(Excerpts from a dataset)
- - -

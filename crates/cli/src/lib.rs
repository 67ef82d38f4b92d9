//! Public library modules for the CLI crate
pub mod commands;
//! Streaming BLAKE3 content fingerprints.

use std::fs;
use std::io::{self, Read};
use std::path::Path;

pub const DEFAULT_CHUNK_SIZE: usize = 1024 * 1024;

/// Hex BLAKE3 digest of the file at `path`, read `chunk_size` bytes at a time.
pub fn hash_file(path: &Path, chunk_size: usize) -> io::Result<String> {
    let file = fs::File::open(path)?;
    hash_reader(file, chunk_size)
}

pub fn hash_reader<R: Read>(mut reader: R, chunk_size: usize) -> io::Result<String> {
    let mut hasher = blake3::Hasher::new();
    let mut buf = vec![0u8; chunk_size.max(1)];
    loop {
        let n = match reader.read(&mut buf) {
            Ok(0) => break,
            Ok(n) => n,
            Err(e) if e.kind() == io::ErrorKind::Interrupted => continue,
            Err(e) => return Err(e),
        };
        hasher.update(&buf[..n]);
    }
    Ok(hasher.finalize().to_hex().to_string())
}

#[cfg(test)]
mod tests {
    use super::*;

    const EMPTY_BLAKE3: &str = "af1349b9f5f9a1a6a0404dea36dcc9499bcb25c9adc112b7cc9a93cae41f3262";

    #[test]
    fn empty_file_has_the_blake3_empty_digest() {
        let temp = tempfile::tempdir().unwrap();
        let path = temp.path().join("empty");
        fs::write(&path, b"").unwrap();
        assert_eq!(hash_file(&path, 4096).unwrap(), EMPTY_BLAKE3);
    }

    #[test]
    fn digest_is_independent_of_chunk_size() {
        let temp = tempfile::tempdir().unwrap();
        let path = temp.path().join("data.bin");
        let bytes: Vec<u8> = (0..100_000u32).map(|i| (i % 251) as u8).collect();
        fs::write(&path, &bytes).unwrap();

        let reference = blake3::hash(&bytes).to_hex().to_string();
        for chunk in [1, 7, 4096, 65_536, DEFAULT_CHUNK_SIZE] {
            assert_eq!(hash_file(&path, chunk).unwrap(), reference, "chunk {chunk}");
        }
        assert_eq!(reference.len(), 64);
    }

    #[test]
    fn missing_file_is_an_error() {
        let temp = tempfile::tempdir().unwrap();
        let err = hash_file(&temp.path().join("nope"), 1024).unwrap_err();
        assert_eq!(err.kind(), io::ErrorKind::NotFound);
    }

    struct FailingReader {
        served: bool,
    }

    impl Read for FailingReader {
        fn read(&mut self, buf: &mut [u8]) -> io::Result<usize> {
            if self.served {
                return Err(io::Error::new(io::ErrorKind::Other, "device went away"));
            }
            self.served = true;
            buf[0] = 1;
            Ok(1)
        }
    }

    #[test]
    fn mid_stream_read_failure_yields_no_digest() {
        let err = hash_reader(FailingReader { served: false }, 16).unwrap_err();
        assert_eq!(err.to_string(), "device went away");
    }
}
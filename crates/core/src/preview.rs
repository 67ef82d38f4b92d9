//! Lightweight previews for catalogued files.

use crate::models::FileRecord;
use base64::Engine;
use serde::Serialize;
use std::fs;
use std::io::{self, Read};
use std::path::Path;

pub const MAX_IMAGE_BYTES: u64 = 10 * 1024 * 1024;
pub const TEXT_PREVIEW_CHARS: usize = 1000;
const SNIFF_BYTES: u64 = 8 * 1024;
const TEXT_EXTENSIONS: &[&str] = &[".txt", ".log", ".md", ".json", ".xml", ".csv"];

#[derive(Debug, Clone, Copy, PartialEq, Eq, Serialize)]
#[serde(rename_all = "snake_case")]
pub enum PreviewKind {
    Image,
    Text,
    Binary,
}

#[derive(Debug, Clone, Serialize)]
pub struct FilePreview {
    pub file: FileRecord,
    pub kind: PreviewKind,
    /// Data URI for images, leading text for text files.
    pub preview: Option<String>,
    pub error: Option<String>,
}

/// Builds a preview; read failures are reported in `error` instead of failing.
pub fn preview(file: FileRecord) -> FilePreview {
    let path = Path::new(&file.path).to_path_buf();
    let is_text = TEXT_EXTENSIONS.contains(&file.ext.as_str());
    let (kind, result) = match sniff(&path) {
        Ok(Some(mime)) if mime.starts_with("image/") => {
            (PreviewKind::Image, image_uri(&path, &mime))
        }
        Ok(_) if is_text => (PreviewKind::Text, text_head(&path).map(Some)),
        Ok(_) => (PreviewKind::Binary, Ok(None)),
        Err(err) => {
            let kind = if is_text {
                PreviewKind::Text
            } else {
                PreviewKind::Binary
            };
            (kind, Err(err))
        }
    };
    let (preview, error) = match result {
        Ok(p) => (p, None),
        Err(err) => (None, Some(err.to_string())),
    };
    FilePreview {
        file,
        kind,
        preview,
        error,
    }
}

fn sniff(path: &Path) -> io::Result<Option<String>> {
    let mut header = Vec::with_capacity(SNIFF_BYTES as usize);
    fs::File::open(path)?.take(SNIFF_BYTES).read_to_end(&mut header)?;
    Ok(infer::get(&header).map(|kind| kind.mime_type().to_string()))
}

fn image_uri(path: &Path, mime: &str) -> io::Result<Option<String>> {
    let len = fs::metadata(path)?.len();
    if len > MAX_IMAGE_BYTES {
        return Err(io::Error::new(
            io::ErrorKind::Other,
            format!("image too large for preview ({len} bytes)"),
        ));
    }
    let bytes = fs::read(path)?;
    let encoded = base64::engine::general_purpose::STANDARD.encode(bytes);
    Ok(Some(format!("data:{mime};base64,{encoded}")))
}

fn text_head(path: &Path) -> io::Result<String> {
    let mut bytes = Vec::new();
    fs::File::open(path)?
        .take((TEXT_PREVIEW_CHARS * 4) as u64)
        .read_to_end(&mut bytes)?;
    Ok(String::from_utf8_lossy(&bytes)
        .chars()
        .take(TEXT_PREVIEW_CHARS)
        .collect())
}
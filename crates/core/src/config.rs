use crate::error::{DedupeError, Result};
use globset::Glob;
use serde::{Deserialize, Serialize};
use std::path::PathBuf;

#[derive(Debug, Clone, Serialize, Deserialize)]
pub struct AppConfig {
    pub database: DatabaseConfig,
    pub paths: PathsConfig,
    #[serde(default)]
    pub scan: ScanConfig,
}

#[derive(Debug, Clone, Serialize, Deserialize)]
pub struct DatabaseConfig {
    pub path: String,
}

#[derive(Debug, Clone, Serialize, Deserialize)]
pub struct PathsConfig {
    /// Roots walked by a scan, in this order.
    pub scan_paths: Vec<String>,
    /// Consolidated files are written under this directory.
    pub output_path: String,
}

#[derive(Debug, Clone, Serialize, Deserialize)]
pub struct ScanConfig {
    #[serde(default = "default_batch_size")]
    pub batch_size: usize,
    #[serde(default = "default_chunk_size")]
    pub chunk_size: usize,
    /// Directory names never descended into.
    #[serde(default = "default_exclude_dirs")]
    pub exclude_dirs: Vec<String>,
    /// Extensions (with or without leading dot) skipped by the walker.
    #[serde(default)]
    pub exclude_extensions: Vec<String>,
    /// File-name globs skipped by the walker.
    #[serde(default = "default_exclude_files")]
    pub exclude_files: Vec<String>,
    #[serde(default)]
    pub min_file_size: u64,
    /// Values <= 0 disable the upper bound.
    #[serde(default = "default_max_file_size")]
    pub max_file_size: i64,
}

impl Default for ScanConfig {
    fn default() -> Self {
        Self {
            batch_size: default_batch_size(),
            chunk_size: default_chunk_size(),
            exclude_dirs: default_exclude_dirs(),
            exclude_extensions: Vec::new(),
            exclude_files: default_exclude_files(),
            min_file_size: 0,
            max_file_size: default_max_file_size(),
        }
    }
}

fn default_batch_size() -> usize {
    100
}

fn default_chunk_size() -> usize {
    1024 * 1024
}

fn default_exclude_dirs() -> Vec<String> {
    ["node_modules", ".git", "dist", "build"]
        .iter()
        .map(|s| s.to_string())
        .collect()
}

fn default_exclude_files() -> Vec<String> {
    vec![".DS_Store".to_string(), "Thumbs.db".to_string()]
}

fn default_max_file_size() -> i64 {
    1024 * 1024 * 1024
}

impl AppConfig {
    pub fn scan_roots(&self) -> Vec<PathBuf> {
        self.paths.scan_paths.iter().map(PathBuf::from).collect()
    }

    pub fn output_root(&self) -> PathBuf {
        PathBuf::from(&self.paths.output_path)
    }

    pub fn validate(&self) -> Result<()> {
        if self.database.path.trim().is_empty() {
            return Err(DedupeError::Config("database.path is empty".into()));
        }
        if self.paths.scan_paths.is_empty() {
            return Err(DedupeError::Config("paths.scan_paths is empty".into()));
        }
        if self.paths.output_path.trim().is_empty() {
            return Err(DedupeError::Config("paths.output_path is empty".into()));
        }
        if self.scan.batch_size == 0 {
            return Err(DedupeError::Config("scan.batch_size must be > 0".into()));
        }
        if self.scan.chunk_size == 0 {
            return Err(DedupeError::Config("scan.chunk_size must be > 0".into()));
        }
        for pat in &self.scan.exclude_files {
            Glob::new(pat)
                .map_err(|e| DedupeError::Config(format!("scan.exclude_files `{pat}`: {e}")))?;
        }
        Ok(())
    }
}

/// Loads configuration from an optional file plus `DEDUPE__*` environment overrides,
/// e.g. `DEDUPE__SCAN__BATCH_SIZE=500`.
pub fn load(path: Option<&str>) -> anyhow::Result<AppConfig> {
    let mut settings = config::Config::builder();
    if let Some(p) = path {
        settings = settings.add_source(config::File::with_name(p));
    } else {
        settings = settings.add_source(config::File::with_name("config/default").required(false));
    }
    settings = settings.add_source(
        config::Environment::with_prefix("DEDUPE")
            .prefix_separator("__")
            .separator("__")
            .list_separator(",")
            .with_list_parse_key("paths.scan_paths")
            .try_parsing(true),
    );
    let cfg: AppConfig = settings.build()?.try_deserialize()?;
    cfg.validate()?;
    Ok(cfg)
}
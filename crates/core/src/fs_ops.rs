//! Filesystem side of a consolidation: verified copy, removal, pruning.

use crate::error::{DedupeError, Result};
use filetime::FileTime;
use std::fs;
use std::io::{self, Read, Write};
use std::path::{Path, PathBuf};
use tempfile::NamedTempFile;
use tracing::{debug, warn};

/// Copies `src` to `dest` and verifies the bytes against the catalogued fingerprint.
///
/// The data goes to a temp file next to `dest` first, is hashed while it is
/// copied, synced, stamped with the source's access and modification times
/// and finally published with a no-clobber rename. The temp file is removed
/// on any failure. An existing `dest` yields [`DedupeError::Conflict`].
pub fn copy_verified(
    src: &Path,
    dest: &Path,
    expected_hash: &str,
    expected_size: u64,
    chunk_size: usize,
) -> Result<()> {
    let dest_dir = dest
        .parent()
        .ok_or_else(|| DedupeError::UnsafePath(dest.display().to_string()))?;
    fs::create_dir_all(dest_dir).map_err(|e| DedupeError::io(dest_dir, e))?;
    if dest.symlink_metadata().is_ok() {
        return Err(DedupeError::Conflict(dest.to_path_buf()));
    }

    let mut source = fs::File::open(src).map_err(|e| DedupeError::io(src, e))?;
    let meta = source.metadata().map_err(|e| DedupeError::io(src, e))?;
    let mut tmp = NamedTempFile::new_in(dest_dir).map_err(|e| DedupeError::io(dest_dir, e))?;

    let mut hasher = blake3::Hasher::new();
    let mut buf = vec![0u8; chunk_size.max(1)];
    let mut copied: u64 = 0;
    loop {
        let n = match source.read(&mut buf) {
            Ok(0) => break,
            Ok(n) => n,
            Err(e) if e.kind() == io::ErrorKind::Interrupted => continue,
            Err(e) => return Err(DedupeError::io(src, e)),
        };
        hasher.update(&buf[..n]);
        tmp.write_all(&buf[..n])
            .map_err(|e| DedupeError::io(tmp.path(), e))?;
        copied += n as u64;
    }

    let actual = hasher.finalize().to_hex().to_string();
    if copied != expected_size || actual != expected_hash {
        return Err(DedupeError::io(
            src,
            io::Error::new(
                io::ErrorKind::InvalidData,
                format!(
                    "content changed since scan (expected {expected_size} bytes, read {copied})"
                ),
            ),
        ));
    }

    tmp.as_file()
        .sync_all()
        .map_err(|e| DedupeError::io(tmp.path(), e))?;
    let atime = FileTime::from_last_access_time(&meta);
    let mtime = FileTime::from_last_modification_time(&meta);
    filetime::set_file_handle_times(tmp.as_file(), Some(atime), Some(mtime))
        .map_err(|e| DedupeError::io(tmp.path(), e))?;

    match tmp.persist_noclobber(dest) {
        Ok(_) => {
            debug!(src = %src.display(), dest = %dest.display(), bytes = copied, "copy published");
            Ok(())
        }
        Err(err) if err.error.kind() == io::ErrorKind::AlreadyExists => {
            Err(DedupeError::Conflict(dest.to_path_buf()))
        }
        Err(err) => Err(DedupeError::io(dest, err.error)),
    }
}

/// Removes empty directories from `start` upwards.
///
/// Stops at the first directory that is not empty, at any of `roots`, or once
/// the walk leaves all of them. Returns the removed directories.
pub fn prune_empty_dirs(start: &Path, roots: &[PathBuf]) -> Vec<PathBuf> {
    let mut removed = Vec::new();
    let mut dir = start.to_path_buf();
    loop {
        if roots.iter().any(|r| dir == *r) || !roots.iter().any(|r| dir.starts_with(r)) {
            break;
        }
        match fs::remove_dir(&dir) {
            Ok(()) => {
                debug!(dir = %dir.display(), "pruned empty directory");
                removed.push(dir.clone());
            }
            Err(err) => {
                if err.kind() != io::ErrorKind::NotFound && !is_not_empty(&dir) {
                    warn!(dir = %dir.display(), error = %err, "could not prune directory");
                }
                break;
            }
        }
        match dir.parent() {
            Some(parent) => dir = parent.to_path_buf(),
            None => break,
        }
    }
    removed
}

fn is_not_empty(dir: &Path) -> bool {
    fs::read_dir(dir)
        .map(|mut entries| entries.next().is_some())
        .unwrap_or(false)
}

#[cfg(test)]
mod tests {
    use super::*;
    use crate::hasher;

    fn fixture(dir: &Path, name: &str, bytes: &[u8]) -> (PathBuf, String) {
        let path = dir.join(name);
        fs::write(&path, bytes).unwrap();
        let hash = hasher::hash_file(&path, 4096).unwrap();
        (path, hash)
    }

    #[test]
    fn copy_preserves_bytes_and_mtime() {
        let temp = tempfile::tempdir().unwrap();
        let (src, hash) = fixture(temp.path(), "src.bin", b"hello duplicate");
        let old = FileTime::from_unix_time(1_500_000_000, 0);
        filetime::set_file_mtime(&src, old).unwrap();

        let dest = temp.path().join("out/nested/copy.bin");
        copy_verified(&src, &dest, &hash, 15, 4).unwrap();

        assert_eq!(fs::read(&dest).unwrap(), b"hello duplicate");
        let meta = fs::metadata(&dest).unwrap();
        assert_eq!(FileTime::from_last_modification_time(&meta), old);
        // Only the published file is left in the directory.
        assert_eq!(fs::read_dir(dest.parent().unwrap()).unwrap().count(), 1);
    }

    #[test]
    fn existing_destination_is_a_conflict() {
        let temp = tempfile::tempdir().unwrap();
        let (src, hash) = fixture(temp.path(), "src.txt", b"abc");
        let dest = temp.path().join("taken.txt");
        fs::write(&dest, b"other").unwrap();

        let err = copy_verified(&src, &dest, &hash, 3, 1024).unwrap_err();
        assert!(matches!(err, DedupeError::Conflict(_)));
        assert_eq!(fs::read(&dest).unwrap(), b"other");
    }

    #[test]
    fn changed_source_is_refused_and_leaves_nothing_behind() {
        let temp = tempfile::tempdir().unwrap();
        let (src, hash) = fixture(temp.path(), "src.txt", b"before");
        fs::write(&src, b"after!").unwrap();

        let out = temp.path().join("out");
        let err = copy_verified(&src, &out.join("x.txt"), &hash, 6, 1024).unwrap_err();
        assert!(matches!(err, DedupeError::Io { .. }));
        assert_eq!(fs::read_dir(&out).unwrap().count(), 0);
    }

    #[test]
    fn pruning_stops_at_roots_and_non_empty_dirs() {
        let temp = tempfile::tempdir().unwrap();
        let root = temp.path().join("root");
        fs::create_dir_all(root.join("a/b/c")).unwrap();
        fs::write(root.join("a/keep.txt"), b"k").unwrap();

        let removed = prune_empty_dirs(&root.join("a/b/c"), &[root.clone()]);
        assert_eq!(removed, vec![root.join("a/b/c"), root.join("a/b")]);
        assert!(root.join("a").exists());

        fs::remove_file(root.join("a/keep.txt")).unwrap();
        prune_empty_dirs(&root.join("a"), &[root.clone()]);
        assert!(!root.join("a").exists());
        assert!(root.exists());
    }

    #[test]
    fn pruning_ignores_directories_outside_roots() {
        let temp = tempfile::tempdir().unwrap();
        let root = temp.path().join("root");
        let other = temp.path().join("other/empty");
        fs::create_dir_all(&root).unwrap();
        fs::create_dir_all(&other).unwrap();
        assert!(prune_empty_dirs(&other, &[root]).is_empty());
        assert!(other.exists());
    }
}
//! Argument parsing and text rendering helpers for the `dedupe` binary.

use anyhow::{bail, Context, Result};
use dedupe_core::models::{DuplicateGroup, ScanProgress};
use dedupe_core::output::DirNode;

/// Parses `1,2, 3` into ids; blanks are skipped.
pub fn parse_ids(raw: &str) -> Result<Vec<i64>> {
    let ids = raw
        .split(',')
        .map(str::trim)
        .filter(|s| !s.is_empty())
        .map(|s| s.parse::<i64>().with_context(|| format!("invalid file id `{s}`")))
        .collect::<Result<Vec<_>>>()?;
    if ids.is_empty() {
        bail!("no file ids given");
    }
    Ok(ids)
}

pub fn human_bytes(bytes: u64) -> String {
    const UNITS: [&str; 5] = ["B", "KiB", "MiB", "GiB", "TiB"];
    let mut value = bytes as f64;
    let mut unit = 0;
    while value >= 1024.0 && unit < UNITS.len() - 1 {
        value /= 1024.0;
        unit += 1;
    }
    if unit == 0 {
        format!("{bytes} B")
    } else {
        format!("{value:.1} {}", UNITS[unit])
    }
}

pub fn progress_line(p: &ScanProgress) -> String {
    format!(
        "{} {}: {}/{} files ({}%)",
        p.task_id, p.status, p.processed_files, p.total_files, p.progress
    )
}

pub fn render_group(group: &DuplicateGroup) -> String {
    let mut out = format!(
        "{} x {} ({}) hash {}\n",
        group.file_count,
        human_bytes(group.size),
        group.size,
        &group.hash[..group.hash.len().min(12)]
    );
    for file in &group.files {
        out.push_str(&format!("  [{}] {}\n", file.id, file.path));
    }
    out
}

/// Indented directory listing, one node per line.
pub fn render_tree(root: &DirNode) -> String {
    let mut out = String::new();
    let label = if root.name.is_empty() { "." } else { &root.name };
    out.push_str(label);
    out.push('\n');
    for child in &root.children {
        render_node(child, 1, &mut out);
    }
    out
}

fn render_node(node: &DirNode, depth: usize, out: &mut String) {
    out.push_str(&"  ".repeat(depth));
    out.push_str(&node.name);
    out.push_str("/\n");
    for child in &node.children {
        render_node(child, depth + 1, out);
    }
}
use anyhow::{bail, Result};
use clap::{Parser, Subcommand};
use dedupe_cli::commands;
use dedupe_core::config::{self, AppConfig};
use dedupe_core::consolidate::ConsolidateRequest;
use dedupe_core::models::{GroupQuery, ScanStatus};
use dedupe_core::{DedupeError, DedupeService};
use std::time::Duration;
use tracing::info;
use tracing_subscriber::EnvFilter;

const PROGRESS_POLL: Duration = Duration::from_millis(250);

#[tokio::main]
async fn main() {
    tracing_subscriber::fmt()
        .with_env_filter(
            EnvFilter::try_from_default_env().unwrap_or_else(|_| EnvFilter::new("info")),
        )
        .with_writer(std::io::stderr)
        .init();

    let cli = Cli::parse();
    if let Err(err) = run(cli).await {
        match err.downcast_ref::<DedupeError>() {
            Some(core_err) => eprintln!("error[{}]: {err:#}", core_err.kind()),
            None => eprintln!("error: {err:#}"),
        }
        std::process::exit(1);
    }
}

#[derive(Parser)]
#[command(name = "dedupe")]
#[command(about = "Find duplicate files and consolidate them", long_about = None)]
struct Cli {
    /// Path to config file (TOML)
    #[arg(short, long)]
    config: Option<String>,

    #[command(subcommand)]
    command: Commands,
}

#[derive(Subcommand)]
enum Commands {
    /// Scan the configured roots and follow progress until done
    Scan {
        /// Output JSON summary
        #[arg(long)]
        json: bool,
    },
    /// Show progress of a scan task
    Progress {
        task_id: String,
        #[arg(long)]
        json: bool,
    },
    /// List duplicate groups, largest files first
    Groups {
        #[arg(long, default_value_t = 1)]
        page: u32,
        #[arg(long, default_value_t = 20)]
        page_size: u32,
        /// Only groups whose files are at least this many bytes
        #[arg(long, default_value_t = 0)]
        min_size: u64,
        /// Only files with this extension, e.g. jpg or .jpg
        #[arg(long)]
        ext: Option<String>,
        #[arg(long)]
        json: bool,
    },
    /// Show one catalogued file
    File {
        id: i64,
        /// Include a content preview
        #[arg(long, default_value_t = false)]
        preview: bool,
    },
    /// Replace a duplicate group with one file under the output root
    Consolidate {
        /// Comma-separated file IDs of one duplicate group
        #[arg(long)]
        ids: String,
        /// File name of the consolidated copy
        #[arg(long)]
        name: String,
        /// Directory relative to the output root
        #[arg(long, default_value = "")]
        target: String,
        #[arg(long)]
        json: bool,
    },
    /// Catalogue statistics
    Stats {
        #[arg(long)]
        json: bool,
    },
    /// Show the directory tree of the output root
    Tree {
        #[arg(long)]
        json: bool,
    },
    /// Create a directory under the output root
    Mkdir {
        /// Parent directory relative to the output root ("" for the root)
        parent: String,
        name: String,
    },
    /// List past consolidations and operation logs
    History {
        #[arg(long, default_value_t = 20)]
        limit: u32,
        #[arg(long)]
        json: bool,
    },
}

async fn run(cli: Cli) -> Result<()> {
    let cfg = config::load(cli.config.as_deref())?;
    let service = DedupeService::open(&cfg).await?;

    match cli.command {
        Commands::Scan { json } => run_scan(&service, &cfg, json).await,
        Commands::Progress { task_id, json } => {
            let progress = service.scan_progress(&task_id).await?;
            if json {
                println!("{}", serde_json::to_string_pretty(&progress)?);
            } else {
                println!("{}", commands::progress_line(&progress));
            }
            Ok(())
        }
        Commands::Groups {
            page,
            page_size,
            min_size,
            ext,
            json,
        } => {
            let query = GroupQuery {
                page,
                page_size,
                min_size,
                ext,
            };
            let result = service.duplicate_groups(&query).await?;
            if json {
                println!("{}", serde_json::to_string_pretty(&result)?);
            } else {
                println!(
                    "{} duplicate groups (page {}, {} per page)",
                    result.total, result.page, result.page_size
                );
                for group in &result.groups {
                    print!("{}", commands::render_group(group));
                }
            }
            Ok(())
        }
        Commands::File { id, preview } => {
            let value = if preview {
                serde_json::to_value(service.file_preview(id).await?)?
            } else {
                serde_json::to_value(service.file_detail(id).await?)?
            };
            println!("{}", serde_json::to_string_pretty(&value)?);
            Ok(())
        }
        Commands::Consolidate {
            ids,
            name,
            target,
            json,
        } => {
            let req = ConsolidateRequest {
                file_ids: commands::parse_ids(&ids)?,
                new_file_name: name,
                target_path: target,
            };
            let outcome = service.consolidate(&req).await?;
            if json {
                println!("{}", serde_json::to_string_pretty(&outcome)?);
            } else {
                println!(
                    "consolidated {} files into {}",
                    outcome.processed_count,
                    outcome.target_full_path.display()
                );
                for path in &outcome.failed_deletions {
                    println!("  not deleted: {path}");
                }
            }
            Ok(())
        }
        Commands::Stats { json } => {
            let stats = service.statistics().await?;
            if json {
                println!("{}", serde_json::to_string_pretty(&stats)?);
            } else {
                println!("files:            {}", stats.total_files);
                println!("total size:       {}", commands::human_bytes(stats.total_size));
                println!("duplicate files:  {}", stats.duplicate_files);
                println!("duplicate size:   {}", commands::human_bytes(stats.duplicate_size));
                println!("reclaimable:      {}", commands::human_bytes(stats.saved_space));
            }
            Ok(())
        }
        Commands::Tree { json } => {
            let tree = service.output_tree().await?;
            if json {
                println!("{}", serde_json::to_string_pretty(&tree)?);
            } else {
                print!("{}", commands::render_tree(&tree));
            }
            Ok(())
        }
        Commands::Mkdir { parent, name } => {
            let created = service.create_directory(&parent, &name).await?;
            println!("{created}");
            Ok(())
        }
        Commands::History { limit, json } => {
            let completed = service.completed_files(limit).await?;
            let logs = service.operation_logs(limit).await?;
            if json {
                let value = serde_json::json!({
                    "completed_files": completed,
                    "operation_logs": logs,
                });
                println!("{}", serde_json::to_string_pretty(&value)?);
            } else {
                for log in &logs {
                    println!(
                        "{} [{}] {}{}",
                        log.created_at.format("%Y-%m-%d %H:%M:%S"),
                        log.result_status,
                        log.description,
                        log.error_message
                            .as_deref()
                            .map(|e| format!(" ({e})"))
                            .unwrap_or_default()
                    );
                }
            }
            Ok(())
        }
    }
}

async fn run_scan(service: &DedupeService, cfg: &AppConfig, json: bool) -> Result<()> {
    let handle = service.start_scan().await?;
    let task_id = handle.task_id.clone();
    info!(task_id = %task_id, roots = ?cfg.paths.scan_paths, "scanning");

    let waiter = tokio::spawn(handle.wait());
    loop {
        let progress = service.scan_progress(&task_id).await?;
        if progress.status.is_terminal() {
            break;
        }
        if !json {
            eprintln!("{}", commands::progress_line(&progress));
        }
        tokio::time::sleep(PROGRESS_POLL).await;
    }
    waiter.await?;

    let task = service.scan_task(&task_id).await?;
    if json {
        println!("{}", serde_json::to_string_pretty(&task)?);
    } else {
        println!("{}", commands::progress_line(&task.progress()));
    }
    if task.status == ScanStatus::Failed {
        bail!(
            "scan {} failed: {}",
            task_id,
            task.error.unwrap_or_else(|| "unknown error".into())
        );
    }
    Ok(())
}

- - -

Please retype, with no changes, the lines that run from the first line of the entries to the line with "let n = match reader.read(&mut", both ends included.

filename crates/cli/src/lib.rs
repository 67ef82d38f4b92d9
//! Public library modules for the CLI crate
pub mod commands;
//! Streaming BLAKE3 content fingerprints.

use std::fs;
use std::io::{self, Read};
use std::path::Path;

pub const DEFAULT_CHUNK_SIZE: usize = 1024 * 1024;

/// Hex BLAKE3 digest of the file at `path`, read `chunk_size` bytes at a time.
pub fn hash_file(path: &Path, chunk_size: usize) -> io::Result<String> {
    let file = fs::File::open(path)?;
    hash_reader(file, chunk_size)
}

pub fn hash_reader<R: Read>(mut reader: R, chunk_size: usize) -> io::Result<String> {
    let mut hasher = blake3::Hasher::new();
    let mut buf = vec![0u8; chunk_size.max(1)];
    loop {
        let n = match reader.read(&mut buf) {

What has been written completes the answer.